All entries must be returned precisely as they appear.

Available records:
#####

//! Team aggregation
//!
//! Reduces the five players of each side to one `TeamFeatures` record.
//! Identity (names, account, hero, match and team ids) never reaches the
//! output.

use crate::data::entities::{Match, PlayerStats, Team};

use super::schema::{FeatureVector, TeamFeatures};

/// (avg_kills + avg_assists) / max(avg_deaths, 1)
pub fn kda(avg_kills: f32, avg_assists: f32, avg_deaths: f32) -> f32 {
    (avg_kills + avg_assists) / avg_deaths.max(1.0)
}

fn mean_of(team: &Team, stat: impl Fn(&PlayerStats) -> f64) -> f32 {
    if team.players.is_empty() {
        return 0.0;
    }
    let total: f64 = team.players.iter().map(|p| stat(&p.stats)).sum();
    (total / team.players.len() as f64) as f32
}

fn sum_of(team: &Team, stat: impl Fn(&PlayerStats) -> f64) -> f32 {
    team.players.iter().map(|p| stat(&p.stats)).sum::<f64>() as f32
}

pub fn team_features(team: &Team) -> TeamFeatures {
    let avg_hero_winrate = if team.players.is_empty() {
        0.0
    } else {
        (team.players.iter().map(|p| p.hero.win_rate).sum::<f64>() / team.players.len() as f64)
            as f32
    };
    let avg_kills = mean_of(team, |s| s.kills);
    let avg_deaths = mean_of(team, |s| s.deaths);
    let avg_assists = mean_of(team, |s| s.assists);

    TeamFeatures {
        avg_hero_winrate,
        avg_kills,
        avg_deaths,
        avg_assists,
        avg_gpm: mean_of(team, |s| s.gold_per_min),
        avg_xpm: mean_of(team, |s| s.xp_per_min),
        avg_net_worth: mean_of(team, |s| s.net_worth),
        avg_player_level: mean_of(team, |s| s.level),
        avg_hero_damage: mean_of(team, |s| s.hero_damage),
        avg_roshans_killed: mean_of(team, |s| s.roshans_killed),
        avg_last_hits: mean_of(team, |s| s.last_hits),
        avg_denies: mean_of(team, |s| s.denies),
        sum_obs: sum_of(team, |s| s.obs_placed),
        sum_sen: sum_of(team, |s| s.sen_placed),
        avg_teamfight_participation: mean_of(team, |s| s.teamfight_participation),
        kda: kda(avg_kills, avg_assists, avg_deaths),
    }
}

/// Unscaled feature vector of a match
pub fn aggregate(m: &Match) -> FeatureVector {
    FeatureVector {
        radiant: team_features(&m.radiant),
        dire: team_features(&m.dire),
    }
}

#####

Answer to the exercise:
//! Team aggregation
//!
//! Reduces the five players of each side to one `TeamFeatures` record.
//! Identity (names, account, hero, match and team ids) never reaches the
//! output.

use crate::data::entities::{Match, PlayerStats, Team};

use super::schema::{FeatureVector, TeamFeatures};

/// (avg_kills + avg_assists) / max(avg_deaths, 1)
pub fn kda(avg_kills: f32, avg_assists: f32, avg_deaths: f32) -> f32 {
    (avg_kills + avg_assists) / avg_deaths.max(1.0)
}

fn mean_of(team: &Team, stat: impl Fn(&PlayerStats) -> f64) -> f32 {
    if team.players.is_empty() {
        return 0.0;
    }
    let total: f64 = team.players.iter().map(|p| stat(&p.stats)).sum();
    (total / team.players.len() as f64) as f32
}

fn sum_of(team: &Team, stat: impl Fn(&PlayerStats) -> f64) -> f32 {
    team.players.iter().map(|p| stat(&p.stats)).sum::<f64>() as f32
}

pub fn team_features(team: &Team) -> TeamFeatures {
    let avg_hero_winrate = if team.players.is_empty() {
        0.0
    } else {
        (team.players.iter().map(|p| p.hero.win_rate).sum::<f64>() / team.players.len() as f64)
            as f32
    };
    let avg_kills = mean_of(team, |s| s.kills);
    let avg_deaths = mean_of(team, |s| s.deaths);
    let avg_assists = mean_of(team, |s| s.assists);

    TeamFeatures {
        avg_hero_winrate,
        avg_kills,
        avg_deaths,
        avg_assists,
        avg_gpm: mean_of(team, |s| s.gold_per_min),
        avg_xpm: mean_of(team, |s| s.xp_per_min),
        avg_net_worth: mean_of(team, |s| s.net_worth),
        avg_player_level: mean_of(team, |s| s.level),
        avg_hero_damage: mean_of(team, |s| s.hero_damage),
        avg_roshans_killed: mean_of(team, |s| s.roshans_killed),
        avg_last_hits: mean_of(team, |s| s.last_hits),
        avg_denies: mean_of(team, |s| s.denies),
        sum_obs: sum_of(team, |s| s.obs_placed),
        sum_sen: sum_of(team, |s| s.sen_placed),
        avg_teamfight_participation: mean_of(team, |s| s.teamfight_participation),
        kda: kda(avg_kills, avg_assists, avg_deaths),
    }
}

/// Unscaled feature vector of a match
pub fn aggregate(m: &Match) -> FeatureVector {
    FeatureVector {
        radiant: team_features(&m.radiant),
        dire: team_features(&m.dire),
    }
}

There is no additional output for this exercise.